* _PROBLEM REQUIREMENTS_: Each line below that contains the word "cleared" must be copied.

━━ GIVEN DATA ━━

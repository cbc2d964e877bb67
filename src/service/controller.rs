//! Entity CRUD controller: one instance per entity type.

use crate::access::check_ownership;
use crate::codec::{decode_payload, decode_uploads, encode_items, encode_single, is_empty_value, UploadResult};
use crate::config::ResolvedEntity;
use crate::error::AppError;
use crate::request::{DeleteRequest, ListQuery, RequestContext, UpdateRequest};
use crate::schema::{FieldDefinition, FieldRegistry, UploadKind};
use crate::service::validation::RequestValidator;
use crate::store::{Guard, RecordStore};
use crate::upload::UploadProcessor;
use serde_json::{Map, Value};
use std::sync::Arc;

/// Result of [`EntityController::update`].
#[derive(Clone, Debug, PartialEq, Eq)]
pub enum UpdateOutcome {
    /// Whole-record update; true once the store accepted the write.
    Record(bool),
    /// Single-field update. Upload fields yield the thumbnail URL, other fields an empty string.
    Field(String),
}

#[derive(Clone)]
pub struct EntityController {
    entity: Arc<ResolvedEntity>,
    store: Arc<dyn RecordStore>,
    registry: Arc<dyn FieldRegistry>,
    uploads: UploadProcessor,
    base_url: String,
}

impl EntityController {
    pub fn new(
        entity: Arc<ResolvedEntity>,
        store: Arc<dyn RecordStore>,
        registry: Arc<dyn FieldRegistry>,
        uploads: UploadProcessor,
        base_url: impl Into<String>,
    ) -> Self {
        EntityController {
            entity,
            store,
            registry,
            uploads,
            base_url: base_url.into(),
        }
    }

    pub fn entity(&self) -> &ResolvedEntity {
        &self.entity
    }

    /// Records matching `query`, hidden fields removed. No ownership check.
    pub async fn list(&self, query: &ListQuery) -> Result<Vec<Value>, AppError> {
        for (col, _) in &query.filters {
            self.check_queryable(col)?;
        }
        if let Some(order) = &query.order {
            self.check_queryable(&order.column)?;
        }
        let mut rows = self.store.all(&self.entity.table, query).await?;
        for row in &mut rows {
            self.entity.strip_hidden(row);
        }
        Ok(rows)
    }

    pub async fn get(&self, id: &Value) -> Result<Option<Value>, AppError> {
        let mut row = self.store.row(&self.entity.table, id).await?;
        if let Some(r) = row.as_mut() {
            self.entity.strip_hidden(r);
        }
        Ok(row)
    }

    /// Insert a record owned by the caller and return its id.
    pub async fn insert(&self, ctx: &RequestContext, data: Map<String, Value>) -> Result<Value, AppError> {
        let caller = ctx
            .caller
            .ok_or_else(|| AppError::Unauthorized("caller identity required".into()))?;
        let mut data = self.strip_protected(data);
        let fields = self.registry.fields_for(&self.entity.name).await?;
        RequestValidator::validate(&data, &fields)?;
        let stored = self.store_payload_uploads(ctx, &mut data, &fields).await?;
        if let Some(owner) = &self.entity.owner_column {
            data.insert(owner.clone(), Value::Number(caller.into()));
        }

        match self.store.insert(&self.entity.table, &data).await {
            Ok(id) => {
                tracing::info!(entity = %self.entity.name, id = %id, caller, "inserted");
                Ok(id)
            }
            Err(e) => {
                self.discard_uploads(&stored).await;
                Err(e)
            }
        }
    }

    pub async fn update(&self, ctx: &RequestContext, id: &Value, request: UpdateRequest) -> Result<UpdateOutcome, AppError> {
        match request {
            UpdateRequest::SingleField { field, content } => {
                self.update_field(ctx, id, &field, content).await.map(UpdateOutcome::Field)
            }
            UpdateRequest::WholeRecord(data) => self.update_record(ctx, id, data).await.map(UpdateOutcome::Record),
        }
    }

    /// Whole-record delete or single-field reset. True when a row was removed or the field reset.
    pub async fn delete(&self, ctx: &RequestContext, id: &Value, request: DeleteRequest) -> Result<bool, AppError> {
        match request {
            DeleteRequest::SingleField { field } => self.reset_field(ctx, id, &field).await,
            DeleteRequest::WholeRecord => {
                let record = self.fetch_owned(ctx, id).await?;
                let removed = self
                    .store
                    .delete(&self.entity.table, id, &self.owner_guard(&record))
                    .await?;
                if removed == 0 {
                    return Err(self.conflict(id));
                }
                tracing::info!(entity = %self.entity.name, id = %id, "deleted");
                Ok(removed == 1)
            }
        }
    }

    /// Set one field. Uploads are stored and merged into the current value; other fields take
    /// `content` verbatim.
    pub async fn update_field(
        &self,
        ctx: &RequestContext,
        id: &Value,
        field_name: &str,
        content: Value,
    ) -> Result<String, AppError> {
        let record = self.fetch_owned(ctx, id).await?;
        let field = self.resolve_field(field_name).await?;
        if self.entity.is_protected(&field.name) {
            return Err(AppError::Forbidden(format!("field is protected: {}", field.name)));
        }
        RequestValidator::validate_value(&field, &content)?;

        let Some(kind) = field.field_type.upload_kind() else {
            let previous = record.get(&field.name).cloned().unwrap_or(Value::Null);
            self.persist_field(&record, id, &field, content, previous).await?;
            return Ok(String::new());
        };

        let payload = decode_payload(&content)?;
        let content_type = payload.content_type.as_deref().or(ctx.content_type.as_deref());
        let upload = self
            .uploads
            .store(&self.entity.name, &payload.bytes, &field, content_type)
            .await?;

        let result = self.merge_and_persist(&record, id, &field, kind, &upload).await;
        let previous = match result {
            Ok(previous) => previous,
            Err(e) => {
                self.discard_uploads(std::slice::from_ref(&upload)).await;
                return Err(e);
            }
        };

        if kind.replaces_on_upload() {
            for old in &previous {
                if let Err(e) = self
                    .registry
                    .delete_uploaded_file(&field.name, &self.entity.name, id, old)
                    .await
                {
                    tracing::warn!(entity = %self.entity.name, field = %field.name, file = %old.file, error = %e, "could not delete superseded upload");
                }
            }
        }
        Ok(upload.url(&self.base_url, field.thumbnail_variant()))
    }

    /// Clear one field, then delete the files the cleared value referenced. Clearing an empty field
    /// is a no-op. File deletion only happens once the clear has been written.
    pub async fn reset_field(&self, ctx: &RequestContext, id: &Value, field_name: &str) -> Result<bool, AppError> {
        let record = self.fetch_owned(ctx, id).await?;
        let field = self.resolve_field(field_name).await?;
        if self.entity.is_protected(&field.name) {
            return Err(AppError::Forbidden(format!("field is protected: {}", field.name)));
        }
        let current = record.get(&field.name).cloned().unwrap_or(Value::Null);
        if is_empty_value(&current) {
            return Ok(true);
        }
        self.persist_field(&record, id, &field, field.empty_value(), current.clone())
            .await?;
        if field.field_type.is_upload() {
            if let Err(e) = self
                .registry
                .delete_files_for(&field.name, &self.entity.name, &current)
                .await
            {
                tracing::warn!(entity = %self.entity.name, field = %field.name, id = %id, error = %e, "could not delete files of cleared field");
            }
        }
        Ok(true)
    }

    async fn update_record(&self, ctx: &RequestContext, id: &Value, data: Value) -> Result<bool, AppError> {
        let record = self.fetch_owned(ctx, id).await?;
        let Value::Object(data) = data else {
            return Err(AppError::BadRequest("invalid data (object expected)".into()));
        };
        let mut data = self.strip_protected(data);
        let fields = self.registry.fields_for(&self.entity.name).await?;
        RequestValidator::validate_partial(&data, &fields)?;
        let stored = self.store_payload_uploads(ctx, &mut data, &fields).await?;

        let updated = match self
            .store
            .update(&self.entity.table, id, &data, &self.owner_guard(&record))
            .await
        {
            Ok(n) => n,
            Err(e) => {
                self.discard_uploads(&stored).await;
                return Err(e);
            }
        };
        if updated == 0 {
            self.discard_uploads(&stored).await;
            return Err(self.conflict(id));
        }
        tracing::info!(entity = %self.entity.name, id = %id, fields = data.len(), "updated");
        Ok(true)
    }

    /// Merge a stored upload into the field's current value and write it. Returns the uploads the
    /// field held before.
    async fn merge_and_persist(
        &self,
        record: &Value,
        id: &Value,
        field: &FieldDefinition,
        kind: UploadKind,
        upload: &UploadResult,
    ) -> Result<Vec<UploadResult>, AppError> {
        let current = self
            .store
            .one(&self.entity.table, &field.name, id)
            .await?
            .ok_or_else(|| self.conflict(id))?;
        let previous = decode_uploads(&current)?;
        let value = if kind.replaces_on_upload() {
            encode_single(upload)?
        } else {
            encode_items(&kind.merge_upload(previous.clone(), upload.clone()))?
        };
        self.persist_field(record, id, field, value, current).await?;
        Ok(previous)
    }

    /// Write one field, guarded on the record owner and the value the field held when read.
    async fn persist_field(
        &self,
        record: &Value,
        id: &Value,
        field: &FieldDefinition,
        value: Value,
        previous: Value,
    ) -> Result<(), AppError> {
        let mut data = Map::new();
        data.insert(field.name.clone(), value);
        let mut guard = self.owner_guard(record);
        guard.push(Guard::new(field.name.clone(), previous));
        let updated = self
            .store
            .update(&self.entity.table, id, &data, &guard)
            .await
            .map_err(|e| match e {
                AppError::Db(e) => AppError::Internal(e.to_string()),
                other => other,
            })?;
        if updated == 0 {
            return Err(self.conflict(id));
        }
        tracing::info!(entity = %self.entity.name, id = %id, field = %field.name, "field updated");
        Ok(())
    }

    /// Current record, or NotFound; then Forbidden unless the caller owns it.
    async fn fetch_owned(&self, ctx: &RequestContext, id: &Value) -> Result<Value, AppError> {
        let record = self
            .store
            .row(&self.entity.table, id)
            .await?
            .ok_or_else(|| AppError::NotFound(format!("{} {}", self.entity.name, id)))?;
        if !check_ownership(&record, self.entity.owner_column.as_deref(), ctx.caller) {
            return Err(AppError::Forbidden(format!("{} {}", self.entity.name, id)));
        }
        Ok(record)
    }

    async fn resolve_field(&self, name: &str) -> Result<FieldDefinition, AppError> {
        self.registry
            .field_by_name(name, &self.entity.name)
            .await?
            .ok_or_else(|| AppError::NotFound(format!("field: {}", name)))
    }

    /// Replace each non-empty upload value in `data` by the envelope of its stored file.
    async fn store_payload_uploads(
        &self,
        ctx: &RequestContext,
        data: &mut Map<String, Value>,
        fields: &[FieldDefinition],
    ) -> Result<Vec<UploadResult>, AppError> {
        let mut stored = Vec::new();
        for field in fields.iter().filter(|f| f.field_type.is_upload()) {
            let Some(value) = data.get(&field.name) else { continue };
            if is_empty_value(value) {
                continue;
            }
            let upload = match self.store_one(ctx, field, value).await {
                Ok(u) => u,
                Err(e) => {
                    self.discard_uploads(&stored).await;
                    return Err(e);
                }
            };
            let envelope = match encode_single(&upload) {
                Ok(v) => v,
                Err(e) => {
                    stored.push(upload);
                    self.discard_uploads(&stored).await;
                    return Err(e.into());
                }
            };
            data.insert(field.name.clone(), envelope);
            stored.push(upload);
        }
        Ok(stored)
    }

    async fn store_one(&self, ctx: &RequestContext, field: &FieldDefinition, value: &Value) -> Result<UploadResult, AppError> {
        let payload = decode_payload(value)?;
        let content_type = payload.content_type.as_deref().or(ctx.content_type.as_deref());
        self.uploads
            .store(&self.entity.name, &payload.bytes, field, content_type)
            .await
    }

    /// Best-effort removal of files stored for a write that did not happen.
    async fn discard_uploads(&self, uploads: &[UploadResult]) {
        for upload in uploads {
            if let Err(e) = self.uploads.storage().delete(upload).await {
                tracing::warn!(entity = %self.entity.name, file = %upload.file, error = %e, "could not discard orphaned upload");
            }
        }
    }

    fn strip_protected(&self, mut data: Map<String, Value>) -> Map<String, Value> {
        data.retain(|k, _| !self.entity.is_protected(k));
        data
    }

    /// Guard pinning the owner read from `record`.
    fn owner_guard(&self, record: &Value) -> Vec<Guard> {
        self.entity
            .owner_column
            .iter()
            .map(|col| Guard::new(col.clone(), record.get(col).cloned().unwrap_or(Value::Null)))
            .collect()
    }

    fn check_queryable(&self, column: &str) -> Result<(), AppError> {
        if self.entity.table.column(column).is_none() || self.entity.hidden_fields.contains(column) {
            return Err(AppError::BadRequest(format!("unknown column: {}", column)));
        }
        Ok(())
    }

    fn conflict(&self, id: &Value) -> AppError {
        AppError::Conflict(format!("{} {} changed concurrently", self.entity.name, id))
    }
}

━━━

* _YOUR SOLUTION_:
    /// Clear one field, then delete the files the cleared value referenced. Clearing an empty field
                tracing::warn!(entity = %self.entity.name, field = %field.name, id = %id, error = %e, "could not delete files of cleared field");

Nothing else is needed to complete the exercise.